#### Activity
In the data, extract each line that holds the string "migrate".

Source records:
▼
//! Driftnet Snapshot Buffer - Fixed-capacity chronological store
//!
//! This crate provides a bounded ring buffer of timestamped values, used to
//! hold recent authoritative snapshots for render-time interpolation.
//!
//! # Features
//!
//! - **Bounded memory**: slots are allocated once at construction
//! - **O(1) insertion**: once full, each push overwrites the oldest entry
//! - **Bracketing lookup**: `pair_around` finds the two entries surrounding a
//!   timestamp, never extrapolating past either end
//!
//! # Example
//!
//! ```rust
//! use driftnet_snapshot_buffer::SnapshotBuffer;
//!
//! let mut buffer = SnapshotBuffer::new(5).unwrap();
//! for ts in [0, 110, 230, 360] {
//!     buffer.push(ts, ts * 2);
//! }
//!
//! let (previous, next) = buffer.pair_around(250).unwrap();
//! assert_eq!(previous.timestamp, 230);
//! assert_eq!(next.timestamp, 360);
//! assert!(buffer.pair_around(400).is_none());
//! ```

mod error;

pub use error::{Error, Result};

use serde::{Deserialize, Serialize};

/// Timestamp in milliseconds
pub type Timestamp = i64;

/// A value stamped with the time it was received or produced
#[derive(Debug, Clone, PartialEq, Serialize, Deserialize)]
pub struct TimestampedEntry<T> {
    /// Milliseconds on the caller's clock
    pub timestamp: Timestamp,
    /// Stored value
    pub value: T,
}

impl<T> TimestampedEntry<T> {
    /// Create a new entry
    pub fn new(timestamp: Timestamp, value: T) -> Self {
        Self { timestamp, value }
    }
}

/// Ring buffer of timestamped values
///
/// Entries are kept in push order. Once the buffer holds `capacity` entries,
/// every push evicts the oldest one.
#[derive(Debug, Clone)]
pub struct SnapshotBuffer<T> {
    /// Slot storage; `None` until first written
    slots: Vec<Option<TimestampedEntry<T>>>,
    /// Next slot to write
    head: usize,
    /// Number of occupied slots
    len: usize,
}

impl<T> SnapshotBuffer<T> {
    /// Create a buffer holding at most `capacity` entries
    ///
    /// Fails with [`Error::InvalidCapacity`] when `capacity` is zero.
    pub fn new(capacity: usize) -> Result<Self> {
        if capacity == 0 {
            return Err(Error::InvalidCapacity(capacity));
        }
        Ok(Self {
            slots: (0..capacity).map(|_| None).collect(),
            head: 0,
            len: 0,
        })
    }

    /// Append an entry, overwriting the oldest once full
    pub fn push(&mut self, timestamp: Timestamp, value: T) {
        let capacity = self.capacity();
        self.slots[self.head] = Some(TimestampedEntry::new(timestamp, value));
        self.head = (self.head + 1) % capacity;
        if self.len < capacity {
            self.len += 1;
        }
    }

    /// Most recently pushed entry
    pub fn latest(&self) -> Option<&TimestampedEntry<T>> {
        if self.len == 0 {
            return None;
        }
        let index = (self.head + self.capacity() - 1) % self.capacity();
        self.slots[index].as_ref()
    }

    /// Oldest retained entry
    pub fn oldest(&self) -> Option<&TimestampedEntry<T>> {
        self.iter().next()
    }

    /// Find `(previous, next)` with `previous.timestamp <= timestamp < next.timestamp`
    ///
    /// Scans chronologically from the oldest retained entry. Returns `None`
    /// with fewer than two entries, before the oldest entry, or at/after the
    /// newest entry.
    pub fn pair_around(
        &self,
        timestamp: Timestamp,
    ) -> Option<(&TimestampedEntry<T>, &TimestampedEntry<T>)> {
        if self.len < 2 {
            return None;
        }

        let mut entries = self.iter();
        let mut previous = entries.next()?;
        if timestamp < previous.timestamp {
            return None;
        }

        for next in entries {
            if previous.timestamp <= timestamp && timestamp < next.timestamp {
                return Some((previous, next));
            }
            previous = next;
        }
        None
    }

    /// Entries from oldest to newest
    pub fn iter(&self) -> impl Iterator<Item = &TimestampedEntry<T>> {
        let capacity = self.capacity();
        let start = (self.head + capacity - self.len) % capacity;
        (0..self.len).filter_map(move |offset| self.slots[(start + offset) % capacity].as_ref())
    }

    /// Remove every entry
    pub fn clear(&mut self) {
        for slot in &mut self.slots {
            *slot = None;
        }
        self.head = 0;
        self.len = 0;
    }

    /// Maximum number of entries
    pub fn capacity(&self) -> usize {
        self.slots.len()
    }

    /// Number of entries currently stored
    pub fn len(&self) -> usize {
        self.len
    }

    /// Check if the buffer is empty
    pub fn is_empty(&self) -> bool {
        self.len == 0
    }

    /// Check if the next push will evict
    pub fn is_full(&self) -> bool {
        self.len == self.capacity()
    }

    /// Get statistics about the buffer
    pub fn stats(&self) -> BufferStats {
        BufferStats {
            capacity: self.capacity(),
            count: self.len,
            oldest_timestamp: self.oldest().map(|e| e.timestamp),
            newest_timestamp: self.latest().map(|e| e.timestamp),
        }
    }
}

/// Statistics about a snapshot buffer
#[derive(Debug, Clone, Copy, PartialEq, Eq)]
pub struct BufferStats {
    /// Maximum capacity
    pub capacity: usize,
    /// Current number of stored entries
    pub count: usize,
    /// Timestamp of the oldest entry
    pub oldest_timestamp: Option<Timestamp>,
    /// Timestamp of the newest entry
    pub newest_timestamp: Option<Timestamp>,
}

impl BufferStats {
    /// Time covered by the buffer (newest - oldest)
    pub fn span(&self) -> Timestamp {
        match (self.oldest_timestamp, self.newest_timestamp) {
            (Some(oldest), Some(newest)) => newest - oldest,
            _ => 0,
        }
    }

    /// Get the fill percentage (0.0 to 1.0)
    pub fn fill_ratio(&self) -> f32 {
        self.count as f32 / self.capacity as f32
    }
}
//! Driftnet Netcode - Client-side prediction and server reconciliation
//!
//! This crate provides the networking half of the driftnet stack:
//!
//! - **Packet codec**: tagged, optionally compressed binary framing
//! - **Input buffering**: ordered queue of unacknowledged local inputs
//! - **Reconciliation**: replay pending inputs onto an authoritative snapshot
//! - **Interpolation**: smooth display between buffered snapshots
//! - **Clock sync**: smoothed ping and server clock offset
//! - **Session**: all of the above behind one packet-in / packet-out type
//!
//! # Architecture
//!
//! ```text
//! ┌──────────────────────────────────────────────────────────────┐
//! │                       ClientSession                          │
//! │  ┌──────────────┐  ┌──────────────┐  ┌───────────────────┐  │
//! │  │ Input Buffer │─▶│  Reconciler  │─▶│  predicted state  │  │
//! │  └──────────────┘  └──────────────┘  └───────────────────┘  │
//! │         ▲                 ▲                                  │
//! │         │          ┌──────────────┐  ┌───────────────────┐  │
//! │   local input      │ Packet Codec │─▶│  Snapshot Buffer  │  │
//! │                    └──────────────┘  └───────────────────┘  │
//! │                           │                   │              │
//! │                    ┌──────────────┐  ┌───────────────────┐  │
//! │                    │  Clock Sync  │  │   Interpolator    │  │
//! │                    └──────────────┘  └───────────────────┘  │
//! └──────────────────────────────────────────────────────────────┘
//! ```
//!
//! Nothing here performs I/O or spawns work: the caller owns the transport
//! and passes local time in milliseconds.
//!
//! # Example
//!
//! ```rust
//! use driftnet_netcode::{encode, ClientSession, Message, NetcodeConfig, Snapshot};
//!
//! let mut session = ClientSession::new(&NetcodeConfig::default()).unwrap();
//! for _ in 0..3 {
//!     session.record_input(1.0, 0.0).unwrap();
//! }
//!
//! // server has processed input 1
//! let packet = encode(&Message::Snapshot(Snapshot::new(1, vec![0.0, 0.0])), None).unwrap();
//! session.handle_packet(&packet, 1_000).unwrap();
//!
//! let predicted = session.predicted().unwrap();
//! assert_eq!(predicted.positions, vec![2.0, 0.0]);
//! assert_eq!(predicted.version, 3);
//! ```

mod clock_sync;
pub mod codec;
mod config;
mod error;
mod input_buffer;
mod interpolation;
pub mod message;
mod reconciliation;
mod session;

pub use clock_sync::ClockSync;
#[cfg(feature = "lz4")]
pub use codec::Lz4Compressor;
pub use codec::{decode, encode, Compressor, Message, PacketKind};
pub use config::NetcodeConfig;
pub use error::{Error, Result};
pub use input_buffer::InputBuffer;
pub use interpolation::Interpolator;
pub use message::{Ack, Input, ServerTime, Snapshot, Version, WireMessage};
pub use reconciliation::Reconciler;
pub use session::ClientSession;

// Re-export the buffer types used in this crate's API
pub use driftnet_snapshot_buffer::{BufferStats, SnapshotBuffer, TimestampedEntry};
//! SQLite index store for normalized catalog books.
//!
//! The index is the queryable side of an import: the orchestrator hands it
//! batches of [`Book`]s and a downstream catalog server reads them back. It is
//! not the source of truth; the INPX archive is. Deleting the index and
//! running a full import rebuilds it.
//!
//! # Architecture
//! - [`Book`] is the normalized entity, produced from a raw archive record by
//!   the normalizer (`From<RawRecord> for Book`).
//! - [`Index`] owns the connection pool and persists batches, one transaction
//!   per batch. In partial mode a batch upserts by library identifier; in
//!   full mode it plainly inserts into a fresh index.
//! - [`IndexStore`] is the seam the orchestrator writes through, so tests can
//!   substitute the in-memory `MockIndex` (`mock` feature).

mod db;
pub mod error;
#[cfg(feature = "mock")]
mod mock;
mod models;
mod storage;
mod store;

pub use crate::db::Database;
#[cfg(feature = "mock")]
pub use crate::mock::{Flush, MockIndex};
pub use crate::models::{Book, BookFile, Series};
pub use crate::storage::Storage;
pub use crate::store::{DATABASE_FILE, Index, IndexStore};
▲
▼
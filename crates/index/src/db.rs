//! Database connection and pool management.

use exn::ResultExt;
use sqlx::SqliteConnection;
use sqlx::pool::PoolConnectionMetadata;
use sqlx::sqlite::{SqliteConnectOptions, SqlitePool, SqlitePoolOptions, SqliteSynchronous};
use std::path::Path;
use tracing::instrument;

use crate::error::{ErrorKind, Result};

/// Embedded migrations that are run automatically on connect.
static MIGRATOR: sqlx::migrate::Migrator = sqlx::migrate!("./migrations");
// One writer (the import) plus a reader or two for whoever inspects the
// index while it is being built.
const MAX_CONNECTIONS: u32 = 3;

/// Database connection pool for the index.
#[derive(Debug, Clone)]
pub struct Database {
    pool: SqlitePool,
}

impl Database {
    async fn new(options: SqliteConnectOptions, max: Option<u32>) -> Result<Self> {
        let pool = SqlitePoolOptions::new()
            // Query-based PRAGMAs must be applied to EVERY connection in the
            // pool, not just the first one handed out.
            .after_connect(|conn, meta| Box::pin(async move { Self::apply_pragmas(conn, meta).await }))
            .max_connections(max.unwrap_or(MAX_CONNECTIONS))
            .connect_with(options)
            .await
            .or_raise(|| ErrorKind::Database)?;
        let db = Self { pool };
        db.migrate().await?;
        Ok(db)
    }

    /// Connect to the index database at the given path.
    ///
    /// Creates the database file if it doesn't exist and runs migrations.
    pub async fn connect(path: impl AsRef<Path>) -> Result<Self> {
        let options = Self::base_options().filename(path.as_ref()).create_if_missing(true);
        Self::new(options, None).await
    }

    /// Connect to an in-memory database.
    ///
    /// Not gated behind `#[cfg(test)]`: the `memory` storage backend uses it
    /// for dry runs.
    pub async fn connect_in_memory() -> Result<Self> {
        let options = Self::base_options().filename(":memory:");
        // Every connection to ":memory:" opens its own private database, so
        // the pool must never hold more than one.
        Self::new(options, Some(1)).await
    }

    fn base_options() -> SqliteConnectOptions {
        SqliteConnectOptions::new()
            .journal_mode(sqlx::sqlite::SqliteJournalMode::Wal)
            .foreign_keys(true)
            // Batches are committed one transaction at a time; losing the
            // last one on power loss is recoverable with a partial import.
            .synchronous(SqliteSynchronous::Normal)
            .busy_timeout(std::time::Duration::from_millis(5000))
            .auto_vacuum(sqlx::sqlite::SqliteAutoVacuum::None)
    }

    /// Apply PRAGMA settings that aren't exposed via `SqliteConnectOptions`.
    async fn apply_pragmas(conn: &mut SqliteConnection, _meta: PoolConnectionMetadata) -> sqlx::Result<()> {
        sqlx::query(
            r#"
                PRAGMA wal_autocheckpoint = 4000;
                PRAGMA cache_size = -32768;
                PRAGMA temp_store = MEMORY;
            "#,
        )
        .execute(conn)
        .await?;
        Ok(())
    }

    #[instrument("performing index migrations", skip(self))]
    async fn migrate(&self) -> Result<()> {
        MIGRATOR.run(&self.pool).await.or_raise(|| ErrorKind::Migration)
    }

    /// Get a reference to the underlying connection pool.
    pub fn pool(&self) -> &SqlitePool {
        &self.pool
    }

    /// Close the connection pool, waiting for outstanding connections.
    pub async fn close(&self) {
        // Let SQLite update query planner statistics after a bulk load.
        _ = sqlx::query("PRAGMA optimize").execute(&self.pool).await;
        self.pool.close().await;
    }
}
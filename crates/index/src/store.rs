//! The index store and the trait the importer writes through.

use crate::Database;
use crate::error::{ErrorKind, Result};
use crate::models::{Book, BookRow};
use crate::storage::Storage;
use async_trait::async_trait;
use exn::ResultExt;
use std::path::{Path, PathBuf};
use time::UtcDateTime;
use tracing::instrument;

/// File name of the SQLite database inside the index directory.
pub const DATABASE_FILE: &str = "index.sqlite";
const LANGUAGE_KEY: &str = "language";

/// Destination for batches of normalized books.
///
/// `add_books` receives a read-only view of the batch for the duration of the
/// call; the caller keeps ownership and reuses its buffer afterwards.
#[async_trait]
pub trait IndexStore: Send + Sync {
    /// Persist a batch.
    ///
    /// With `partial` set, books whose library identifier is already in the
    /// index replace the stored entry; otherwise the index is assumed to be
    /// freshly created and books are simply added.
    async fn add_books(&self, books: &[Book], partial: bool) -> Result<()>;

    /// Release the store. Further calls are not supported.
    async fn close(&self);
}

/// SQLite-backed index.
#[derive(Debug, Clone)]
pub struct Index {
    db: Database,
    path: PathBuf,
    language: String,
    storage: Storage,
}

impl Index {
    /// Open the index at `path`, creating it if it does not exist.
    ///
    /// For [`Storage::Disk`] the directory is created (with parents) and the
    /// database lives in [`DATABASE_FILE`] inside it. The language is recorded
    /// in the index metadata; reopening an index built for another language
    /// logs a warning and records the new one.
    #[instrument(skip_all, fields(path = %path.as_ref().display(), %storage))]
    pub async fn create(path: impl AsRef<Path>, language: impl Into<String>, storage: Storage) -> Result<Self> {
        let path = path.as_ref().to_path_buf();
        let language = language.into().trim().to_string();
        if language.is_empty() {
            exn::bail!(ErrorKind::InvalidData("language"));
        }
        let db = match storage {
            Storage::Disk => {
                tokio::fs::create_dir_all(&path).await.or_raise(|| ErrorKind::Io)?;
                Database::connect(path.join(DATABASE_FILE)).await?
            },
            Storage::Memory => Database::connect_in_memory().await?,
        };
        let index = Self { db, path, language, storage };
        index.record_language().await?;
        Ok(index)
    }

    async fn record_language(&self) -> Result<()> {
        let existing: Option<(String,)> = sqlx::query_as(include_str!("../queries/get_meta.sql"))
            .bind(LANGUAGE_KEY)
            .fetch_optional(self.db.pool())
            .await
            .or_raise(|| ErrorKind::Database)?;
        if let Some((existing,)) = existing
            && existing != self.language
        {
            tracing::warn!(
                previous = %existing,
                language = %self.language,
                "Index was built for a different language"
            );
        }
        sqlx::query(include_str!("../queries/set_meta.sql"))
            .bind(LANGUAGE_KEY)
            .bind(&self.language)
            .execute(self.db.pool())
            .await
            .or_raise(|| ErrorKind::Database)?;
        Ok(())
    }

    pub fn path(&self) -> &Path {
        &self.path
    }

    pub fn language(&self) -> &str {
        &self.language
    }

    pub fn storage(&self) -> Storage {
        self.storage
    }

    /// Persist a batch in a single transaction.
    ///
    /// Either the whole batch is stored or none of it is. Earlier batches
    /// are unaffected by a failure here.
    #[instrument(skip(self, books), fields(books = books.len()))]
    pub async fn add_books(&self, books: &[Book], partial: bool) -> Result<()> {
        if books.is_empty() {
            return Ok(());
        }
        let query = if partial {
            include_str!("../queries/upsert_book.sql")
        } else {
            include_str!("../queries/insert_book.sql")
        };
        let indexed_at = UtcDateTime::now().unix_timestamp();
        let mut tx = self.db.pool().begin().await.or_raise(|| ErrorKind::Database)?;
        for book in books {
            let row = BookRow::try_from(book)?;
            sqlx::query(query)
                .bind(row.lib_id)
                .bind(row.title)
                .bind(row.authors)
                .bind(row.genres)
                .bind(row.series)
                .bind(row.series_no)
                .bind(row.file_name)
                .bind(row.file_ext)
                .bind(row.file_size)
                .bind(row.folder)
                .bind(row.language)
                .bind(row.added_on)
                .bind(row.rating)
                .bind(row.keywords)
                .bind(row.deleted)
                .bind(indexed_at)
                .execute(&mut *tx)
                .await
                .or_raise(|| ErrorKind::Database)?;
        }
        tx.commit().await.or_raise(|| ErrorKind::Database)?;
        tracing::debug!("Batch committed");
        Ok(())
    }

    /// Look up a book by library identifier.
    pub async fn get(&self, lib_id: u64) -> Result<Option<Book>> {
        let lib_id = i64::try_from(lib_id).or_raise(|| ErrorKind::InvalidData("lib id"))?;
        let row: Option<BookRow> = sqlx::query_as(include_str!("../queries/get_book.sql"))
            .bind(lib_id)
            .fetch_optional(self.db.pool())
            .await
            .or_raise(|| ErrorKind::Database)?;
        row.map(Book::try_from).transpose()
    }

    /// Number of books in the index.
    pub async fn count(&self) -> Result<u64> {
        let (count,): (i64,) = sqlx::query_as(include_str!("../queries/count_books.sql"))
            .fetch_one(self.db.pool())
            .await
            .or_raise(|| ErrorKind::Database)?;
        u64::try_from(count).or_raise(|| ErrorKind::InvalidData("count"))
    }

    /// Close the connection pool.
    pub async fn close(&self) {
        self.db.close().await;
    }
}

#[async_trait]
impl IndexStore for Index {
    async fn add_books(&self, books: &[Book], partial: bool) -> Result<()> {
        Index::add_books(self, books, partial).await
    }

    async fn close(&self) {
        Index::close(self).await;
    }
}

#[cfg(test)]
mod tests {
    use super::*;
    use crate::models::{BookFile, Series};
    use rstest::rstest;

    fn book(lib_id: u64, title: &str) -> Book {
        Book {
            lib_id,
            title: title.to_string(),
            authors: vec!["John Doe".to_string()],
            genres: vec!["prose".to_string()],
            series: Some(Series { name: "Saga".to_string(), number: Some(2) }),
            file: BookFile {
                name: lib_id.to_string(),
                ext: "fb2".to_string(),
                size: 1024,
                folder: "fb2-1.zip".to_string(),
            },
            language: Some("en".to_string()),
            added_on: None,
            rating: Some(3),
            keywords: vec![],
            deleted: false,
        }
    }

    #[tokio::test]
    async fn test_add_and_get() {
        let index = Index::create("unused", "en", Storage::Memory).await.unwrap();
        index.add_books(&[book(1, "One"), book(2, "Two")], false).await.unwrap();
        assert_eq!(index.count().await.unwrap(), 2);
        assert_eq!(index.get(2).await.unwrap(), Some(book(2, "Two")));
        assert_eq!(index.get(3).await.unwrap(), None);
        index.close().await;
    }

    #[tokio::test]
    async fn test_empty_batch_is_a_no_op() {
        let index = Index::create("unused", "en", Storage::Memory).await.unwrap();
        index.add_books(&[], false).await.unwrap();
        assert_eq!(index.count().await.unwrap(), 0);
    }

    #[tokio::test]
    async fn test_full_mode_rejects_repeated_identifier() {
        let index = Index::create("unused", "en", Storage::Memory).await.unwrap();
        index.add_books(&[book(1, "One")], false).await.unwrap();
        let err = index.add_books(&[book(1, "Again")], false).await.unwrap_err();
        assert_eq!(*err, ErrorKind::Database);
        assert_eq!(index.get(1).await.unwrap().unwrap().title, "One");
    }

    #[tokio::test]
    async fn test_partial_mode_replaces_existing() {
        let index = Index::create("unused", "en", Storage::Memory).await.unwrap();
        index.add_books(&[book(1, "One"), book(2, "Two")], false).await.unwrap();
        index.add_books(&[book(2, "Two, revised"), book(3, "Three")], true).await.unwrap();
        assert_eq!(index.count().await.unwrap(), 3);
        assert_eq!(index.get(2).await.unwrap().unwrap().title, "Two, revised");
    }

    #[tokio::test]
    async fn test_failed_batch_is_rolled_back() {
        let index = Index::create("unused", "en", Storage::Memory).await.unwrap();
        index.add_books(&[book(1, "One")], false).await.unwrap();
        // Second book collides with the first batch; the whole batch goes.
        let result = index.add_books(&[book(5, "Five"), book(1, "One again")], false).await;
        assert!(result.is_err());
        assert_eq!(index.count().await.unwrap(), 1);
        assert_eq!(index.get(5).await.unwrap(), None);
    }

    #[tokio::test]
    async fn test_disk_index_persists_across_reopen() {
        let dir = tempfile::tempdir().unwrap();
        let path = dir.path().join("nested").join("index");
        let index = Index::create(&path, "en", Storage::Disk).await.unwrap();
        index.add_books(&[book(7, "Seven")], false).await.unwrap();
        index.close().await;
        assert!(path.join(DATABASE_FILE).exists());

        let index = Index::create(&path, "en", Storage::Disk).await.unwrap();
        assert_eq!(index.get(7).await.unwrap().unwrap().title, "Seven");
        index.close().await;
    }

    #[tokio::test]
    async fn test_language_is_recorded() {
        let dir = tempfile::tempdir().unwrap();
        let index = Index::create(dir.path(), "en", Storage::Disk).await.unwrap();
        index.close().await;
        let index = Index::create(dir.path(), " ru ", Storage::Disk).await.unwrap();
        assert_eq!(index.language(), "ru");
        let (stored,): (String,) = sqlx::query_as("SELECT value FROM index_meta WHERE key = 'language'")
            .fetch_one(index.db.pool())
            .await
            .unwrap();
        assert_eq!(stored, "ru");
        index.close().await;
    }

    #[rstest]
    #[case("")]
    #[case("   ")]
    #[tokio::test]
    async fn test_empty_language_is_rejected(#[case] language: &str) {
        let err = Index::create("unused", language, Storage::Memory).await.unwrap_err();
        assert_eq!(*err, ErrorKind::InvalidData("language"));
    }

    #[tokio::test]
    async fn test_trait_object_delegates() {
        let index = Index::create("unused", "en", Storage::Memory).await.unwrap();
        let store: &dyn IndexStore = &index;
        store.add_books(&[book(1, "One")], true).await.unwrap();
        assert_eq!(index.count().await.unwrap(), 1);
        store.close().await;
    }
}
▲
▼
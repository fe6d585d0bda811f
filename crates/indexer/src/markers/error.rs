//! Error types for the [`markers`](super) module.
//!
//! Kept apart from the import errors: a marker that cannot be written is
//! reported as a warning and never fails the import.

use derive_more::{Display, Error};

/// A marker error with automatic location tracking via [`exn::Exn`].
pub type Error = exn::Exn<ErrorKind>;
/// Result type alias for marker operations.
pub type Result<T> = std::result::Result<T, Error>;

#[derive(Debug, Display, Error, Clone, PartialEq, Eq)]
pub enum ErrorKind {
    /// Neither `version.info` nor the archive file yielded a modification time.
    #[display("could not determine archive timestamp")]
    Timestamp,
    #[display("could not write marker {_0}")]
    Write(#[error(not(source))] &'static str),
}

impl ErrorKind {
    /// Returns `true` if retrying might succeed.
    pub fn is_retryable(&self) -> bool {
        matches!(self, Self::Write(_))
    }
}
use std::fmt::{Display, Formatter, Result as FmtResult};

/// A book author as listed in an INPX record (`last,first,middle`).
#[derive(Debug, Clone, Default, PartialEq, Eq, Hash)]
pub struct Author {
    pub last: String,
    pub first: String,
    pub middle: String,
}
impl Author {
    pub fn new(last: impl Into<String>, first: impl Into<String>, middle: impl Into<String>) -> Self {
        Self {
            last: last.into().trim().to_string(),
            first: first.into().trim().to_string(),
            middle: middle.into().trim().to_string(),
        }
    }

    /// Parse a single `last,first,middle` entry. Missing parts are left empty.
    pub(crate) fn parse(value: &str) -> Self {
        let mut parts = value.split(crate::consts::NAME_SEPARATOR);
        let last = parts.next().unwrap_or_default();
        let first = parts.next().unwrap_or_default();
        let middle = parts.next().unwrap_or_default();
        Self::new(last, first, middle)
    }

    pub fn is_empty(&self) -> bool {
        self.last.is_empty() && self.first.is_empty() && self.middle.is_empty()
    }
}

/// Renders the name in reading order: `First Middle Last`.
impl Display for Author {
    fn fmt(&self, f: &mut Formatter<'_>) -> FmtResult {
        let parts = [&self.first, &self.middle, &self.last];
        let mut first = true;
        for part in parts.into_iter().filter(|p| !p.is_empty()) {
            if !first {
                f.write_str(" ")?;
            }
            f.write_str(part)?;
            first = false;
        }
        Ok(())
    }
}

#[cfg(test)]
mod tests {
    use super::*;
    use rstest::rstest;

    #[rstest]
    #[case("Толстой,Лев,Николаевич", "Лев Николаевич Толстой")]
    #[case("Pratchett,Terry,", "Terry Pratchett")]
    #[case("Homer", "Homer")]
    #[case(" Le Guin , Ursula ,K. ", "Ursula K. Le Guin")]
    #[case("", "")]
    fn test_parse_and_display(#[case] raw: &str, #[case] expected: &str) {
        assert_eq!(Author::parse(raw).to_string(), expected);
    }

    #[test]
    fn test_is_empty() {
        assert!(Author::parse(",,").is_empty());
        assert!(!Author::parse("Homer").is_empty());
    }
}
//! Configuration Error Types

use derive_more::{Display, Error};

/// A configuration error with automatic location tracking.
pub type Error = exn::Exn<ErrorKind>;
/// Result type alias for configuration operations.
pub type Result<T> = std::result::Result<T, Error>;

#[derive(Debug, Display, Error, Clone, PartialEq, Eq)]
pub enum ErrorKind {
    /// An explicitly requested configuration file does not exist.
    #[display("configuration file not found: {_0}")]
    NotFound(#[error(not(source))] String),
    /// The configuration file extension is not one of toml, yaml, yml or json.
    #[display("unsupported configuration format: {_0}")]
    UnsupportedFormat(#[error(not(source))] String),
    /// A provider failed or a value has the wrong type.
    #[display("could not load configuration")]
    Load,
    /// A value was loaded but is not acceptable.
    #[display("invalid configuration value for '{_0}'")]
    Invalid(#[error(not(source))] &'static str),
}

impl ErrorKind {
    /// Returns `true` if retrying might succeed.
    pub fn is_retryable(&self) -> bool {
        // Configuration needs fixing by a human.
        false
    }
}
▲
#### Response to the exercise
static MIGRATOR: sqlx::migrate::Migrator = sqlx::migrate!("./migrations");
        db.migrate().await?;
    async fn migrate(&self) -> Result<()> {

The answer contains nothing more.